The tale's moral center, however, is a philosophy professor, George Moore (here portrayed by David Pichette), who is in his den preparing a complex speech about the nature of God as a force for good, while his glamorous singer wife, Dotty (Erika Rolfsrud), has a breakdown in the bedroom.
You see, Dotty may (or may not) be involved in a murder that occurred during an election night victory bash for the Radical Liberal Party.
With its high-flown verbiage, acrobatic stunts and dreamy musical numbers, "Jumpers" can be a dazzling and frustrating exercise in arch gamesmanship.
Yet famed actress Diana Rigg, the original Dotty in 1972, defended Stoppard's freewheeling theatricality in the British magazine Plays and Players.
"Everything in this play is perfectly logical," Rigg declared. "Everything ties in, but it doesn't tie in the sequence that we, as theater-people, are used to. ... Tom expects his audience to lean forward in their seats and take note of absolutely everything because in order to understand the play it is necessary."
Along with the askew murder plot and semantic wizardry of "Jumpers," Stoppard also wants patrons to take note of some serious moral concerns.
As Stoppard scholar Thomas Whitaker wrote, the play adamantly critiques "a twentieth century witches' brew of technological power, metaphysical uncertainty, neurotic incapacity, and murderous indifference."

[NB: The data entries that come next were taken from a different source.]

//! Data types for Last.fm listening history retrieval.
//!
//! This module contains the data contracts shared between the page fetcher,
//! the aggregation driver and UI consumers: scrobble records, decoded pages,
//! progress snapshots, credentials, fetch configuration and the client event
//! system.

use chrono::{DateTime, Utc};
use serde::{Deserialize, Serialize};
use std::time::Duration;
use tokio::sync::{broadcast, watch};

/// Largest page size the recent tracks endpoint accepts.
pub const MAX_PAGE_SIZE: u32 = 200;

// ================================================================================================
// SCROBBLE DATA
// ================================================================================================

/// A single play event from a user's listening history.
///
/// Records are only created by decoding a remote response and are never
/// mutated afterwards.
///
/// # Examples
///
/// ```rust
/// use scrobble_doctor::ScrobbleRecord;
///
/// let record = ScrobbleRecord {
///     name: "Paranoid Android".to_string(),
///     artist: "Radiohead".to_string(),
///     album: "OK Computer".to_string(),
///     timestamp: Some(1640995200),
///     url: "https://www.last.fm/music/Radiohead/_/Paranoid+Android".to_string(),
///     now_playing: false,
///     mbid: None,
///     artist_mbid: None,
///     album_mbid: None,
/// };
///
/// assert!(!record.is_now_playing());
/// println!("{record}");
/// ```
#[derive(Debug, Clone, PartialEq, Eq, Hash, Serialize, Deserialize)]
pub struct ScrobbleRecord {
    /// The track name/title
    pub name: String,
    /// The artist name, empty when Last.fm has none
    pub artist: String,
    /// The album name, empty when Last.fm has none
    pub album: String,
    /// Unix timestamp of the play.
    ///
    /// `None` only for the currently playing track, which never appears in an
    /// aggregated history.
    pub timestamp: Option<u64>,
    /// Canonical Last.fm web URL of the track
    pub url: String,
    /// Whether Last.fm flagged this entry as currently playing
    #[serde(default)]
    pub now_playing: bool,
    /// MusicBrainz id of the track, if known
    #[serde(default)]
    pub mbid: Option<String>,
    /// MusicBrainz id of the artist, if known
    #[serde(default)]
    pub artist_mbid: Option<String>,
    /// MusicBrainz id of the album, if known
    #[serde(default)]
    pub album_mbid: Option<String>,
}

impl ScrobbleRecord {
    /// True for the "now playing" sentinel, i.e. a record without a play timestamp.
    pub fn is_now_playing(&self) -> bool {
        self.timestamp.is_none()
    }

    /// The play time as a UTC date, if the record has a timestamp.
    pub fn scrobbled_at(&self) -> Option<DateTime<Utc>> {
        self.timestamp
            .and_then(|ts| DateTime::from_timestamp(ts as i64, 0))
    }
}

impl std::fmt::Display for ScrobbleRecord {
    fn fmt(&self, f: &mut std::fmt::Formatter<'_>) -> std::fmt::Result {
        let artist = if self.artist.trim().is_empty() {
            "(missing)"
        } else {
            self.artist.as_str()
        };
        write!(f, "{artist} - {}", self.name)?;
        if !self.album.trim().is_empty() {
            write!(f, " [{}]", self.album)?;
        }
        Ok(())
    }
}

/// One decoded page of the recent tracks endpoint.
///
/// # Examples
///
/// ```rust
/// use scrobble_doctor::PageResult;
///
/// let page = PageResult {
///     records: vec![],
///     page: 1,
///     total_pages: 5,
///     per_page: Some(200),
///     total: Some(812),
/// };
///
/// assert!(page.has_next_page());
/// ```
#[derive(Debug, Clone, PartialEq, Eq, Serialize, Deserialize)]
pub struct PageResult {
    /// Records on this page, in the order the service returned them.
    ///
    /// This may include the "now playing" sentinel.
    pub records: Vec<ScrobbleRecord>,
    /// Current page number (1-indexed)
    pub page: u32,
    /// Total number of pages as reported by the service.
    ///
    /// The value may change between requests; the latest one wins.
    pub total_pages: u32,
    /// Page size reported by the service
    pub per_page: Option<u32>,
    /// Total number of scrobbles reported by the service
    pub total: Option<u64>,
}

impl PageResult {
    /// Whether the service reports more pages after this one.
    pub fn has_next_page(&self) -> bool {
        self.page < self.total_pages
    }
}

/// Progress snapshot emitted after every completed page.
///
/// Snapshots are immutable values; every page produces a new one.
#[derive(Debug, Clone, Default, PartialEq, Eq, Serialize, Deserialize)]
pub struct FetchProgress {
    /// Page that was just fetched (1-indexed, 0 before the first page)
    pub current_page: u32,
    /// Latest total page count reported by the service
    pub total_pages: u32,
    /// Number of scrobbles accumulated so far
    pub scrobbles_fetched: usize,
    /// Copy of the accumulated scrobbles for live display, when enabled
    #[serde(default, skip_serializing_if = "Option::is_none")]
    pub scrobbles: Option<Vec<ScrobbleRecord>>,
}

impl FetchProgress {
    /// The page count to show next to the current page.
    ///
    /// With a scrobble cap the fetch stops after `ceil(max / page_size)`
    /// pages, bounded by the reported total once it is known.
    pub fn display_total_pages(&self, max_scrobbles: Option<usize>, page_size: u32) -> u32 {
        match max_scrobbles.filter(|&max| max > 0) {
            Some(max) => {
                let page_size = page_size.clamp(1, MAX_PAGE_SIZE) as usize;
                let capped = max.div_ceil(page_size).min(u32::MAX as usize) as u32;
                if self.total_pages > 0 {
                    capped.min(self.total_pages)
                } else {
                    capped
                }
            }
            None => self.total_pages,
        }
    }
}

/// Username and API key identifying whose history to fetch.
#[derive(Clone, PartialEq, Eq, Serialize, Deserialize)]
pub struct Credentials {
    /// Last.fm username
    pub username: String,
    /// Last.fm API key
    pub api_key: String,
}

impl Credentials {
    pub fn new(username: impl Into<String>, api_key: impl Into<String>) -> Self {
        Self {
            username: username.into(),
            api_key: api_key.into(),
        }
    }

    /// Check that neither field is blank.
    pub fn validate(&self) -> crate::Result<()> {
        if self.username.trim().is_empty() {
            return Err(crate::LastFmError::Input(
                "username must not be empty".to_string(),
            ));
        }
        if self.api_key.trim().is_empty() {
            return Err(crate::LastFmError::Input(
                "API key must not be empty".to_string(),
            ));
        }
        Ok(())
    }
}

impl std::fmt::Debug for Credentials {
    fn fmt(&self, f: &mut std::fmt::Formatter<'_>) -> std::fmt::Result {
        f.debug_struct("Credentials")
            .field("username", &self.username)
            .field("api_key", &"<redacted>")
            .finish()
    }
}

// ================================================================================================
// FETCH CONFIGURATION
// ================================================================================================

/// Configuration for the per-page retry policy
#[derive(Debug, Clone, PartialEq, Eq)]
pub struct RetryConfig {
    /// Total attempts per page, including the first one
    pub max_attempts: u32,
    /// Fixed delay between two attempts for the same page
    pub backoff: Duration,
}

impl Default for RetryConfig {
    fn default() -> Self {
        Self {
            max_attempts: 3,
            backoff: Duration::from_millis(1000),
        }
    }
}

impl RetryConfig {
    /// Create a config that tries each page exactly once
    pub fn disabled() -> Self {
        Self {
            max_attempts: 1,
            ..Default::default()
        }
    }

    /// Create a config with a custom attempt count
    pub fn with_attempts(max_attempts: u32) -> Self {
        Self {
            max_attempts,
            ..Default::default()
        }
    }

    /// Attempt count actually used; zero is treated as a single attempt
    pub fn effective_attempts(&self) -> u32 {
        self.max_attempts.max(1)
    }
}

/// Configuration for a full history fetch
#[derive(Debug, Clone, PartialEq, Eq)]
pub struct FetchConfig {
    /// Records requested per page (clamped to 1..=200)
    pub page_size: u32,
    /// Per-page retry policy
    pub retry: RetryConfig,
    /// Pause after every page to stay under Last.fm's informal rate limits
    pub page_delay: Duration,
    /// Attach a copy of the accumulated scrobbles to every progress snapshot
    pub include_live_results: bool,
}

impl Default for FetchConfig {
    fn default() -> Self {
        Self {
            page_size: MAX_PAGE_SIZE,
            retry: RetryConfig::default(),
            page_delay: Duration::from_millis(50),
            include_live_results: true,
        }
    }
}

impl FetchConfig {
    /// Create a new config with default settings
    pub fn new() -> Self {
        Self::default()
    }

    /// Set custom retry configuration
    pub fn with_retry_config(mut self, retry: RetryConfig) -> Self {
        self.retry = retry;
        self
    }

    /// Set the number of records requested per page
    pub fn with_page_size(mut self, page_size: u32) -> Self {
        self.page_size = page_size;
        self
    }

    /// Set the pause between two page requests
    pub fn with_page_delay(mut self, page_delay: Duration) -> Self {
        self.page_delay = page_delay;
        self
    }

    /// Set the delay between retry attempts
    pub fn with_retry_backoff(mut self, backoff: Duration) -> Self {
        self.retry.backoff = backoff;
        self
    }

    /// Enable/disable live result copies in progress snapshots
    pub fn with_live_results(mut self, enabled: bool) -> Self {
        self.include_live_results = enabled;
        self
    }

    /// Page size actually sent to the service
    pub fn effective_page_size(&self) -> u32 {
        self.page_size.clamp(1, MAX_PAGE_SIZE)
    }
}

// ================================================================================================
// EVENT SYSTEM
// ================================================================================================

/// Request information for client events
#[derive(Clone, Debug, PartialEq, Eq, Hash, Serialize, Deserialize)]
pub struct RequestInfo {
    /// The HTTP method (GET, POST, etc.)
    pub method: String,
    /// The full URI being requested, with the API key redacted
    pub uri: String,
    /// Query parameters as key-value pairs, with the API key redacted
    pub query_params: Vec<(String, String)>,
    /// Path without query parameters
    pub path: String,
}

impl RequestInfo {
    /// Create RequestInfo from a parsed URL and method.
    ///
    /// The `api_key` query parameter never leaves this function in clear text.
    pub fn from_url_and_method(url: &http_types::Url, method: &str) -> Self {
        let query_params: Vec<(String, String)> = url
            .query_pairs()
            .map(|(key, value)| {
                let value = if key == "api_key" {
                    "<redacted>".to_string()
                } else {
                    value.into_owned()
                };
                (key.into_owned(), value)
            })
            .collect();

        let mut redacted = url.clone();
        if !query_params.is_empty() {
            redacted
                .query_pairs_mut()
                .clear()
                .extend_pairs(query_params.iter());
        }

        Self {
            method: method.to_string(),
            uri: redacted.to_string(),
            query_params,
            path: url.path().to_string(),
        }
    }

    /// Get a short description of the request for logging
    pub fn short_description(&self) -> String {
        let mut desc = format!("{} {}", self.method, self.path);
        let interesting: Vec<String> = self
            .query_params
            .iter()
            .filter(|(k, _)| k == "user" || k == "page")
            .map(|(k, v)| format!("{k}={v}"))
            .collect();
        if !interesting.is_empty() {
            desc.push_str(&format!("?{}", interesting.join("&")));
        }
        desc
    }
}

/// Event type to describe internal HTTP client activity
#[derive(Clone, Debug, PartialEq, Serialize, Deserialize)]
pub enum ClientEvent {
    /// Request started
    RequestStarted {
        /// Request details
        request: RequestInfo,
    },
    /// Request completed with a response (any status)
    RequestCompleted {
        /// Request details
        request: RequestInfo,
        /// HTTP status code
        status_code: u16,
        /// Duration of the request in milliseconds
        duration_ms: u64,
    },
    /// Request failed before a response arrived
    RequestFailed {
        /// Request details
        request: RequestInfo,
        /// Transport error message
        error: String,
    },
}

/// Type alias for the broadcast receiver
pub type ClientEventReceiver = broadcast::Receiver<ClientEvent>;

/// Type alias for the watch receiver
pub type ClientEventWatcher = watch::Receiver<Option<ClientEvent>>;

/// Shared event broadcasting state that persists across client clones
#[derive(Clone)]
pub struct SharedEventBroadcaster {
    event_tx: broadcast::Sender<ClientEvent>,
    last_event_tx: watch::Sender<Option<ClientEvent>>,
}

impl SharedEventBroadcaster {
    /// Create a new shared event broadcaster
    pub fn new() -> Self {
        let (event_tx, _) = broadcast::channel(100);
        let (last_event_tx, _) = watch::channel(None);

        Self {
            event_tx,
            last_event_tx,
        }
    }

    /// Broadcast an event to all subscribers
    pub fn broadcast_event(&self, event: ClientEvent) {
        let _ = self.event_tx.send(event.clone());
        self.last_event_tx.send_replace(Some(event));
    }

    /// Subscribe to events
    pub fn subscribe(&self) -> ClientEventReceiver {
        self.event_tx.subscribe()
    }

    /// Watch the most recent event
    pub fn watch(&self) -> ClientEventWatcher {
        self.last_event_tx.subscribe()
    }

    /// Get the latest event
    pub fn latest_event(&self) -> Option<ClientEvent> {
        self.last_event_tx.borrow().clone()
    }
}

impl Default for SharedEventBroadcaster {
    fn default() -> Self {
        Self::new()
    }
}

impl std::fmt::Debug for SharedEventBroadcaster {
    fn fmt(&self, f: &mut std::fmt::Formatter<'_>) -> std::fmt::Result {
        f.debug_struct("SharedEventBroadcaster")
            .field("subscribers", &self.event_tx.receiver_count())
            .finish()
    }
}

// ================================================================================================
// TESTS
// ================================================================================================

One might do well to bone up on the various schools of modern philosophy the erudite Stoppard drew on for "Jumpers": logical positivism, linguistic analysis, utilitarianism, empiricism, et al. Though in a keen staging, Stoppard's ethical points are evident — especially given the play's birthdate of 1972.
At that time, the "Is God dead?" debate was in full swing. Social mores and religion-based morals which had been upheld for centuries were under fire. Violent crime was on the rise. Humans had just done the previously unthinkable, by landing on the moon (an event referred to frequently in "Jumpers.") The institution of marriage was losing its primacy. And conventional politics (on both sides of the Atlantic) had grown tainted and suspect.
"Truths that have been taken on trust," concludes George Moore in the play, "they've never had edges before, there was no vantage point to stand on and see where they stopped."
If truths taken on faith no long matter, what does? Has moral altruism simply hit a dead end? And where does God fit in?
Questions like these may make "Jumpers" seem like a reactionary response to another era. Or, in the right hands, like a moral exploration that's more pertinent now than ever.